(Beginning of Data supplied)

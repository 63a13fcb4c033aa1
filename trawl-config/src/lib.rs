//! Loader for trawl configuration with YAML + environment overlays.
//!
//! Sources are merged in this order, later ones winning:
//!
//! 1. built-in defaults (every field is optional),
//! 2. YAML files and inline YAML snippets, in the order they were added,
//! 3. `TRAWL__`-prefixed environment variables, `__` separating path
//!    segments (`TRAWL__SCRAPE__MAX_SCROLL_ATTEMPTS=50`).
//!
//! String values may reference `${VAR}` placeholders, expanded after merging.
use config::{Config, ConfigError, Environment, File};
use serde::Deserialize;
use serde_json::Value;
use std::path::{Path, PathBuf};

const MAXIMUM_ENV_EXPANSION_DEPTH: usize = 8;

#[derive(Debug, Clone, Default, Deserialize)]
#[serde(default)]
pub struct TrawlConfig {
    pub browser: BrowserConfig,
    pub scrape: ScrapeConfig,
    pub selectors: SelectorConfig,
    pub output: OutputConfig,
    pub logging: LoggingConfig,
}

/// WebDriver session settings.
#[derive(Debug, Clone, Deserialize)]
#[serde(default)]
pub struct BrowserConfig {
    pub webdriver_url: String,
    pub headless: bool,
    pub window_size: (u32, u32),
    pub lang: String,
    /// Extra Chrome command-line switches appended verbatim.
    pub args: Vec<String>,
}

impl Default for BrowserConfig {
    fn default() -> Self {
        Self {
            webdriver_url: "http://localhost:9515".into(),
            headless: false,
            window_size: (1440, 900),
            lang: "pt-BR".into(),
            args: Vec::new(),
        }
    }
}

/// Timing and budget knobs for the load/expand/extract pipeline.
///
/// All durations are in milliseconds.
#[derive(Debug, Clone, Deserialize)]
#[serde(default)]
pub struct ScrapeConfig {
    pub max_scroll_attempts: u32,
    pub no_change_threshold: u32,
    pub settle_ms: u64,
    pub container_timeout_ms: u64,
    pub expand_discovery_timeout_ms: u64,
    pub clickable_timeout_ms: u64,
    pub click_delay_ms: u64,
    pub items_timeout_ms: u64,
    pub page_timeout_ms: u64,
    pub poll_interval_ms: u64,
}

impl Default for ScrapeConfig {
    fn default() -> Self {
        Self {
            max_scroll_attempts: 1000,
            no_change_threshold: 4,
            settle_ms: 2000,
            container_timeout_ms: 10_000,
            expand_discovery_timeout_ms: 5000,
            clickable_timeout_ms: 2000,
            click_delay_ms: 300,
            items_timeout_ms: 10_000,
            page_timeout_ms: 10_000,
            poll_interval_ms: 250,
        }
    }
}

/// CSS selectors for the place page. Defaults match the current
/// Google Maps review panel markup.
#[derive(Debug, Clone, Deserialize)]
#[serde(default)]
pub struct SelectorConfig {
    pub page_ready: String,
    pub scroll_panel: String,
    pub expand_button: String,
    pub review_block: String,
    pub author: String,
    pub rating: String,
    pub rating_attribute: String,
    pub date: String,
    pub text: String,
    pub extras: String,
}

impl Default for SelectorConfig {
    fn default() -> Self {
        Self {
            page_ready: "body".into(),
            scroll_panel: "div.m6QErb.DxyBCb".into(),
            expand_button: "button[aria-label='Ver mais']".into(),
            review_block: "div.jJc9Ad".into(),
            author: "div.d4r55".into(),
            rating: "span.kvMYJc[role='img']".into(),
            rating_attribute: "aria-label".into(),
            date: "span.rsqaWe".into(),
            text: "span.wiI7pd".into(),
            extras: "div.PBK6be".into(),
        }
    }
}

#[derive(Debug, Clone, Copy, Default, PartialEq, Eq, Deserialize)]
#[serde(rename_all = "lowercase")]
pub enum OutputFormat {
    #[default]
    Csv,
    Tsv,
}

#[derive(Debug, Clone, Default, Deserialize)]
#[serde(default)]
pub struct OutputConfig {
    /// Target file. When unset a timestamped name is generated.
    pub path: Option<PathBuf>,
    pub format: OutputFormat,
}

#[derive(Debug, Clone, Deserialize)]
#[serde(default)]
pub struct LoggingConfig {
    pub dir: Option<PathBuf>,
    /// `text` or `json`.
    pub format: String,
    /// Filter used when `RUST_LOG` is unset.
    pub filter: String,
    pub stderr: bool,
}

impl Default for LoggingConfig {
    fn default() -> Self {
        Self {
            dir: None,
            format: "text".into(),
            filter: "info".into(),
            stderr: true,
        }
    }
}

fn expand_env_in_value(v: &mut Value) {
    match v {
        Value::String(s) => {
            if s.contains('$') {
                let mut cur = std::mem::take(s);
                for _ in 0..MAXIMUM_ENV_EXPANSION_DEPTH {
                    let expanded = match shellexpand::env(&cur) {
                        Ok(cow) => cow.into_owned(),
                        Err(_) => cur.clone(),
                    };
                    if expanded == cur {
                        break;
                    }
                    cur = expanded;
                }
                *s = cur;
            }
        }
        Value::Array(arr) => arr.iter_mut().for_each(expand_env_in_value),
        Value::Object(obj) => obj.values_mut().for_each(expand_env_in_value),
        _ => {}
    }
}

/// Builder hiding the `config` crate wiring (YAML + env overrides).
pub struct TrawlConfigLoader {
    builder: config::ConfigBuilder<config::builder::DefaultState>,
    env_prefix: String,
}

impl Default for TrawlConfigLoader {
    fn default() -> Self {
        Self::new()
    }
}

impl TrawlConfigLoader {
    /// Start with defaults; `TRAWL__` env overrides are applied last.
    ///
    /// ```
    /// use trawl_config::TrawlConfigLoader;
    ///
    /// let config = TrawlConfigLoader::new()
    ///     .with_yaml_str("scrape:\n  max_scroll_attempts: 12")
    ///     .load()
    ///     .expect("valid config");
    ///
    /// assert_eq!(config.scrape.max_scroll_attempts, 12);
    /// assert_eq!(config.scrape.no_change_threshold, 4);
    /// ```
    pub fn new() -> Self {
        Self {
            builder: Config::builder(),
            env_prefix: "TRAWL".into(),
        }
    }

    /// Use a different environment prefix. Mostly useful in tests.
    pub fn with_env_prefix(mut self, prefix: &str) -> Self {
        self.env_prefix = prefix.to_string();
        self
    }

    /// Attach a YAML/TOML/JSON file that must exist; format is inferred by suffix.
    pub fn with_file<P: AsRef<Path>>(mut self, path: P) -> Self {
        self.builder = self
            .builder
            .add_source(File::from(path.as_ref()).required(true));
        self
    }

    /// Attach a file that is skipped silently when absent.
    pub fn with_optional_file<P: AsRef<Path>>(mut self, path: P) -> Self {
        self.builder = self
            .builder
            .add_source(File::from(path.as_ref()).required(false));
        self
    }

    /// Merge an inline YAML snippet.
    ///
    /// ```
    /// use trawl_config::{OutputFormat, TrawlConfigLoader};
    ///
    /// let cfg = TrawlConfigLoader::new()
    ///     .with_yaml_str(
    ///         r#"
    /// output:
    ///   format: tsv
    /// selectors:
    ///   review_block: "div.review"
    /// "#,
    ///     )
    ///     .load()
    ///     .unwrap();
    ///
    /// assert_eq!(cfg.output.format, OutputFormat::Tsv);
    /// assert_eq!(cfg.selectors.review_block, "div.review");
    /// assert_eq!(cfg.selectors.author, "div.d4r55");
    /// ```
    pub fn with_yaml_str(mut self, yaml: &str) -> Self {
        self.builder = self
            .builder
            .add_source(File::from_str(yaml, config::FileFormat::Yaml));
        self
    }

    /// Consume the builder and deserialize the merged sources.
    ///
    /// ```
    /// use trawl_config::TrawlConfigLoader;
    ///
    /// unsafe { std::env::set_var("TRAWL_DOC_DRIVER", "http://grid:4444"); }
    ///
    /// let config = TrawlConfigLoader::new()
    ///     .with_yaml_str("browser:\n  webdriver_url: \"${TRAWL_DOC_DRIVER}\"")
    ///     .load()
    ///     .expect("valid configuration");
    ///
    /// assert_eq!(config.browser.webdriver_url, "http://grid:4444");
    ///
    /// unsafe { std::env::remove_var("TRAWL_DOC_DRIVER"); }
    /// ```
    pub fn load(self) -> Result<TrawlConfig, ConfigError> {
        let cfg = self
            .builder
            .add_source(
                Environment::with_prefix(&self.env_prefix)
                    .separator("__")
                    .try_parsing(true),
            )
            .build()?;

        let mut v: Value = cfg.try_deserialize()?;
        expand_env_in_value(&mut v);

        serde_json::from_value(v).map_err(|e| ConfigError::Message(e.to_string()))
    }
}

#[cfg(test)]
mod tests {
    use super::*;
    use serde_json::json;

    #[test]
    fn expands_simple_string() {
        temp_env::with_var("FOO", Some("bar"), || {
            let mut v = json!("prefix-${FOO}-suffix");
            expand_env_in_value(&mut v);
            assert_eq!(v, json!("prefix-bar-suffix"));
        });
    }

    #[test]
    fn expands_nested_values() {
        temp_env::with_vars([("HOST", Some("grid")), ("PORT", Some("4444"))], || {
            let mut v = json!({ "browser": { "webdriver_url": "http://${HOST}:${PORT}", "args": ["--x=$HOST"] } });
            expand_env_in_value(&mut v);
            assert_eq!(
                v,
                json!({ "browser": { "webdriver_url": "http://grid:4444", "args": ["--x=grid"] } })
            );
        });
    }

    #[test]
    fn stops_on_cycles() {
        temp_env::with_vars([("A", Some("${B}")), ("B", Some("${A}"))], || {
            let mut v = json!("x=${A}-y");
            expand_env_in_value(&mut v);
            let s = v.as_str().unwrap();
            assert!(s.starts_with("x=") && s.ends_with("-y"));
            assert!(s.contains("${"));
        });
    }

    #[test]
    fn unknown_vars_are_left_as_is() {
        let mut v = json!("hi-${DOES_NOT_EXIST_TRAWL}");
        expand_env_in_value(&mut v);
        assert_eq!(v, json!("hi-${DOES_NOT_EXIST_TRAWL}"));
    }

    #[test]
    fn empty_sources_yield_defaults() {
        let cfg = TrawlConfigLoader::new()
            .with_env_prefix("TRAWL_UNIT_EMPTY")
            .load()
            .unwrap();
        assert_eq!(cfg.scrape.max_scroll_attempts, 1000);
        assert_eq!(cfg.scrape.settle_ms, 2000);
        assert_eq!(cfg.browser.webdriver_url, "http://localhost:9515");
        assert_eq!(cfg.selectors.scroll_panel, "div.m6QErb.DxyBCb");
        assert_eq!(cfg.output.format, OutputFormat::Csv);
        assert!(cfg.output.path.is_none());
    }
}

(End of Data supplied)

What is being asked » Lines after the one containing "1. built-in defaults" are not wanted; repeat exactly each line above from the first up to and including it.

Exercise solution »
repository 63a13fcb4c033aa1
filename trawl-config/src/lib.rs
//! Loader for trawl configuration with YAML + environment overlays.
//!
//! Sources are merged in this order, later ones winning:
//!
//! 1. built-in defaults (every field is optional),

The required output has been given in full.